異世界転移の現実
(専属奴隷? なにそれ……というか俺、奴隷と間違われてる?)
雄二は慌てて自分の格好を確認する。寝る前に着ていた黒一色のスウェットだ。
何年も着ていて毛玉がついていたり多少ほつれていたりするが奴隷に見られるほどボロではない。
質問の意図が分からず自分の服を触り始める雄二に、衛兵は眼光を一層強くして早くしろなどと詰め寄ってくる。
(奴隷じゃねえって……そりゃたしかに異世界人からしたらこの服は変かもしれないけどさ……いや、この黒髪のせいかな? この人も周りに居る人も金髪ばっかだけどさ……まあいいや、適当に誤魔化して逃げよう)
「あー…すいません。自分は奴隷なんかじゃありませんよ? 誰かと勘違いしていませんか?」
得意の愛想笑いを浮かべ、今度は少しだけ深く頭を下げる。これで誤解が解けてくれるとありがたいんだけど……なんて雄二は考えていたがそうはいかなかった。
「専属奴隷ではないのか? では非専属か。その身なりからして第二等奴隷ではないな……第三か?」
(この人は人の話を聞かないの? 俺は奴隷じゃないと言っているのにまったく聞く耳もってねえし……)

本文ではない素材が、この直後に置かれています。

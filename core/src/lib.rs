//! Client-side lifecycle reconciliation for the demo catalog.
//!
//! [`Reconciler`] holds the catalog and applies every state transition;
//! [`spawn_session`] runs one on a task and exposes it through a
//! [`CatalogHandle`].

mod catalog;
pub mod errors;
mod reconciler;
pub mod scheduler;
mod session;

#[cfg(test)]
mod test_support;

pub use catalog::{Catalog, CatalogEntry};
pub use errors::{CatalogLoadError, SessionError, describe_load_error, is_auth_error};
pub use reconciler::Reconciler;
pub use scheduler::{PollScheduler, SchedulerTransition};
pub use session::{CatalogHandle, CatalogView, SessionOptions, spawn_session};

だんだんイライラしてきた雄二は少しばかり眉間に皺を寄せて返答する。
「ですから、自分は奴隷じゃありませんって。急いでいるので失礼します」
付き合ってられないと衛兵の横を通り過ぎようとすると、背後から訓練で鍛えたであろう太く硬い腕を雄二の首に回して締め上げられながら持ち上げられた。
「うぇぐ!?」
「ふざけるのもいい加減にしろ。お前への命令はなんだ? 答えなければ脱走と見なすぞ」
「だ、だから……俺はっ……ど、奴隷……じゃないって……!」
足をバタつかせ身をよじっても衛兵の腕から逃れよとするも、非力な雄二ではそれは叶わない。それどころか段々と息が出来なくなる。

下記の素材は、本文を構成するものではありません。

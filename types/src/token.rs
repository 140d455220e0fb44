use thiserror::Error;

/// Session credential attached to backend calls as `Authorization: Bearer`.
///
/// `Debug` is manually implemented to redact the value, preventing accidental
/// credential disclosure in logs or error messages.
#[derive(Clone, PartialEq, Eq)]
pub struct BearerToken(String);

#[derive(Debug, Error)]
#[error("bearer token must not be empty")]
pub struct EmptyTokenError;

impl BearerToken {
    pub fn new(value: impl Into<String>) -> Result<Self, EmptyTokenError> {
        let value = value.into();
        let trimmed = value.trim();
        if trimmed.is_empty() {
            return Err(EmptyTokenError);
        }
        Ok(Self(trimmed.to_string()))
    }

    /// Builds a token from an optional raw value, treating blank as absent.
    #[must_use]
    pub fn from_optional(value: Option<&str>) -> Option<Self> {
        value.and_then(|raw| Self::new(raw).ok())
    }

    #[must_use]
    pub fn expose_secret(&self) -> &str {
        &self.0
    }

    /// Header value for `Authorization`.
    #[must_use]
    pub fn header_value(&self) -> String {
        format!("Bearer {}", self.0)
    }
}

impl std::fmt::Debug for BearerToken {
    fn fmt(&self, f: &mut std::fmt::Formatter<'_>) -> std::fmt::Result {
        write!(f, "BearerToken(<redacted>)")
    }
}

まずい、このままだと殺される。そうすぐに判断した雄二はバンバンと腕を叩いてギブアップの意を示すも、首を締め上げる力を緩めてはくれない。
「う、うえ……! だ、だずげ……!」
「はあ……答える気がないのはわかった。お前は脱走奴隷として第六区の管理人に引き渡す。処罰はそこで受けろ」
雄二が幾らもがき苦しんでいても意に介さず衛兵はそのままどこかに向かって引きずって行く。
呼吸がままらない苦しみに涎と涙を垂れ流しながら道行く人々に雄二は助けを求めて手を伸ばした。
先ほどまで頭の中全てを埋め尽くさんとばかりに広がっていた異世界転移の喜びは、どこを探してもなくなっていて、ただただ苦しい、助けてという言葉だけが頭の中を埋め尽くしていた。
涙と酸欠で視界がかすんでいた雄二は気づけなかった。嗚咽を漏らし、色々な液体で顔をグシャグシャにして衛兵に引きずられていく男を人々は『一瞥』もしないことを。